§ **WHAT THIS TASK INVOLVES**: Check every line of the data below for the string "Lazy", and copy the ones that hold it.

START TASK INPUTS

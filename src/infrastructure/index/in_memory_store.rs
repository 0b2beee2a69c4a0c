//! In-memory snapshot store

use std::collections::BTreeMap;
use std::sync::RwLock;

use async_trait::async_trait;

use crate::domain::index::{SnapshotStore, VectorIndexSnapshot};
use crate::domain::DomainError;

#[derive(Debug, Default)]
struct State {
    snapshots: BTreeMap<u64, VectorIndexSnapshot>,
    active: Option<u64>,
}

/// Snapshot store kept in process memory
///
/// Useful for testing and development. Data is lost when the process terminates.
#[derive(Debug, Default)]
pub struct InMemorySnapshotStore {
    state: RwLock<State>,
}

impl InMemorySnapshotStore {
    pub fn new() -> Self {
        Self::default()
    }

    pub fn len(&self) -> usize {
        self.state.read().map(|s| s.snapshots.len()).unwrap_or(0)
    }

    pub fn is_empty(&self) -> bool {
        self.len() == 0
    }
}

#[async_trait]
impl SnapshotStore for InMemorySnapshotStore {
    async fn save(&self, snapshot: &VectorIndexSnapshot) -> Result<(), DomainError> {
        let mut state = self.state.write().map_err(|e| {
            DomainError::storage(format!("Failed to acquire write lock: {}", e))
        })?;

        if state.snapshots.contains_key(&snapshot.version()) {
            return Err(DomainError::conflict(format!(
                "Snapshot {} already exists",
                snapshot.version()
            )));
        }

        state.snapshots.insert(snapshot.version(), snapshot.clone());
        Ok(())
    }

    async fn load(&self, version: u64) -> Result<Option<VectorIndexSnapshot>, DomainError> {
        let state = self.state.read().map_err(|e| {
            DomainError::storage(format!("Failed to acquire read lock: {}", e))
        })?;

        Ok(state.snapshots.get(&version).cloned())
    }

    async fn load_active(&self) -> Result<Option<VectorIndexSnapshot>, DomainError> {
        let state = self.state.read().map_err(|e| {
            DomainError::storage(format!("Failed to acquire read lock: {}", e))
        })?;

        Ok(state
            .active
            .and_then(|version| state.snapshots.get(&version).cloned()))
    }

    async fn set_active(&self, version: u64) -> Result<(), DomainError> {
        let mut state = self.state.write().map_err(|e| {
            DomainError::storage(format!("Failed to acquire write lock: {}", e))
        })?;

        if !state.snapshots.contains_key(&version) {
            return Err(DomainError::not_found(format!("Snapshot {} not found", version)));
        }

        state.active = Some(version);
        Ok(())
    }

    async fn latest_version(&self) -> Result<Option<u64>, DomainError> {
        let state = self.state.read().map_err(|e| {
            DomainError::storage(format!("Failed to acquire read lock: {}", e))
        })?;

        Ok(state.snapshots.keys().next_back().copied())
    }

    fn store_name(&self) -> &'static str {
        "in_memory"
    }
}

#[cfg(test)]
mod tests {
    use super::*;
    use crate::domain::index::SimilarityMetric;

    #[tokio::test]
    async fn test_save_and_activate() {
        let store = InMemorySnapshotStore::new();
        assert!(store.load_active().await.unwrap().is_none());

        store
            .save(&VectorIndexSnapshot::empty(1, SimilarityMetric::Cosine))
            .await
            .unwrap();
        store
            .save(&VectorIndexSnapshot::empty(2, SimilarityMetric::Cosine))
            .await
            .unwrap();

        assert!(store.load_active().await.unwrap().is_none());
        assert_eq!(store.latest_version().await.unwrap(), Some(2));

        store.set_active(1).await.unwrap();
        assert_eq!(store.load_active().await.unwrap().unwrap().version(), 1);
    }

    #[tokio::test]
    async fn test_set_active_unknown_version() {
        let store = InMemorySnapshotStore::new();
        let err = store.set_active(9).await.unwrap_err();
        assert!(matches!(err, DomainError::NotFound { .. }));
    }

    #[tokio::test]
    async fn test_snapshots_are_immutable() {
        let store = InMemorySnapshotStore::new();
        let snapshot = VectorIndexSnapshot::empty(1, SimilarityMetric::Cosine);

        store.save(&snapshot).await.unwrap();
        assert!(matches!(
            store.save(&snapshot).await,
            Err(DomainError::Conflict { .. })
        ));
        assert_eq!(store.len(), 1);
    }
}
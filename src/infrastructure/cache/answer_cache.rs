//! In-memory answer cache using moka
//!
//! Keys combine the snapshot version with the normalized question, so
//! publishing a new snapshot makes every older entry unreachable.

use std::time::Duration;

use moka::future::Cache as MokaCache;
use once_cell::sync::Lazy;
use regex::Regex;

use crate::domain::answer::{AnswerOutcome, AnswerResponse};

/// Punctuation, separators (spaces) and control characters
static IGNORED_CHARS: Lazy<Regex> = Lazy::new(|| Regex::new(r"[\p{P}\p{Z}\p{C}]+").unwrap());

/// Canonical form of a question used as cache key
///
/// "How many leave days?" and "how many  leave-days" map to the same key.
pub fn normalize_question(question: &str) -> String {
    IGNORED_CHARS.replace_all(question, "").to_lowercase()
}

/// Configuration for the answer cache
#[derive(Debug, Clone)]
pub struct AnswerCacheConfig {
    pub max_capacity: u64,
    pub ttl: Duration,
}

impl Default for AnswerCacheConfig {
    fn default() -> Self {
        Self {
            max_capacity: 1000,
            ttl: Duration::from_secs(600),
        }
    }
}

/// Cache of synthesized answers per snapshot version
#[derive(Debug, Clone)]
pub struct AnswerCache {
    cache: MokaCache<(u64, String), AnswerResponse>,
}

impl AnswerCache {
    pub fn new(config: AnswerCacheConfig) -> Self {
        let cache = MokaCache::builder()
            .max_capacity(config.max_capacity)
            .time_to_live(config.ttl)
            .build();

        Self { cache }
    }

    pub async fn get(&self, version: u64, question: &str) -> Option<AnswerResponse> {
        let key = normalize_question(question);
        if key.is_empty() {
            return None;
        }

        self.cache.get(&(version, key)).await
    }

    /// Store an answer; only grounded answers are cached
    pub async fn insert(&self, version: u64, question: &str, answer: &AnswerResponse) {
        if answer.outcome != AnswerOutcome::Answered {
            return;
        }

        let key = normalize_question(question);
        if key.is_empty() {
            return;
        }

        self.cache.insert((version, key), answer.clone()).await;
    }

    pub fn entry_count(&self) -> u64 {
        self.cache.entry_count()
    }

    pub async fn clear(&self) {
        self.cache.invalidate_all();
        self.cache.run_pending_tasks().await;
    }
}

impl Default for AnswerCache {
    fn default() -> Self {
        Self::new(AnswerCacheConfig::default())
    }
}
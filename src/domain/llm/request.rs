use serde::{Deserialize, Serialize};

use super::{Message, MessageRole};

/// A chat completion call: the conversation plus sampling settings
#[derive(Debug, Clone, PartialEq, Serialize, Deserialize)]
pub struct LlmRequest {
    pub messages: Vec<Message>,
    #[serde(skip_serializing_if = "Option::is_none")]
    pub temperature: Option<f32>,
    #[serde(skip_serializing_if = "Option::is_none")]
    pub max_tokens: Option<u32>,
}

impl LlmRequest {
    pub fn new(messages: Vec<Message>) -> Self {
        Self {
            messages,
            temperature: None,
            max_tokens: None,
        }
    }

    pub fn builder() -> LlmRequestBuilder {
        LlmRequestBuilder::default()
    }

    pub fn last_user_content(&self) -> Option<&str> {
        self.messages
            .iter()
            .rfind(|m| m.role == MessageRole::User)
            .map(Message::content_text)
    }
}

#[derive(Debug, Default)]
pub struct LlmRequestBuilder {
    request: Option<LlmRequest>,
}

impl LlmRequestBuilder {
    fn request(&mut self) -> &mut LlmRequest {
        self.request.get_or_insert_with(|| LlmRequest::new(Vec::new()))
    }

    pub fn message(mut self, message: Message) -> Self {
        self.request().messages.push(message);
        self
    }

    pub fn system(self, content: impl Into<String>) -> Self {
        self.message(Message::system(content))
    }

    pub fn user(self, content: impl Into<String>) -> Self {
        self.message(Message::user(content))
    }

    pub fn temperature(mut self, temperature: f32) -> Self {
        self.request().temperature = Some(temperature);
        self
    }

    pub fn max_tokens(mut self, max_tokens: u32) -> Self {
        self.request().max_tokens = Some(max_tokens);
        self
    }

    pub fn build(mut self) -> LlmRequest {
        self.request.take().unwrap_or_else(|| LlmRequest::new(Vec::new()))
    }
}
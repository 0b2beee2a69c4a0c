//! Chat completion provider implementations

mod http_client;
mod openai;

pub use http_client::{HttpClient, HttpClientTrait};
pub use openai::OpenAiProvider;

#[cfg(test)]
pub use http_client::mock::MockHttpClient;
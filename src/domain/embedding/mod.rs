//! Embedding capability domain models and traits

mod provider;
mod request;
mod response;

pub use provider::EmbeddingProvider;
pub use request::{EmbeddingInput, EmbeddingRequest};
pub use response::{Embedding, EmbeddingResponse, EmbeddingUsage};

#[cfg(test)]
pub use provider::mock::MockEmbeddingProvider;
use clap::Parser;
use rulebook_assistant::cli::{self, Cli, Command};

#[tokio::main]
async fn main() -> anyhow::Result<()> {
    let cli = Cli::parse();

    match cli.command {
        Command::Serve(args) => cli::serve::run(args).await,
        Command::Index(args) => cli::index::run(args).await,
        Command::Ask(args) => cli::ask::run(args).await,
    }
}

END TASK INPUTS

§ **ANSWER SPACE**:
use once_cell::sync::Lazy;
static IGNORED_CHARS: Lazy<Regex> = Lazy::new(|| Regex::new(r"[\p{P}\p{Z}\p{C}]+").unwrap());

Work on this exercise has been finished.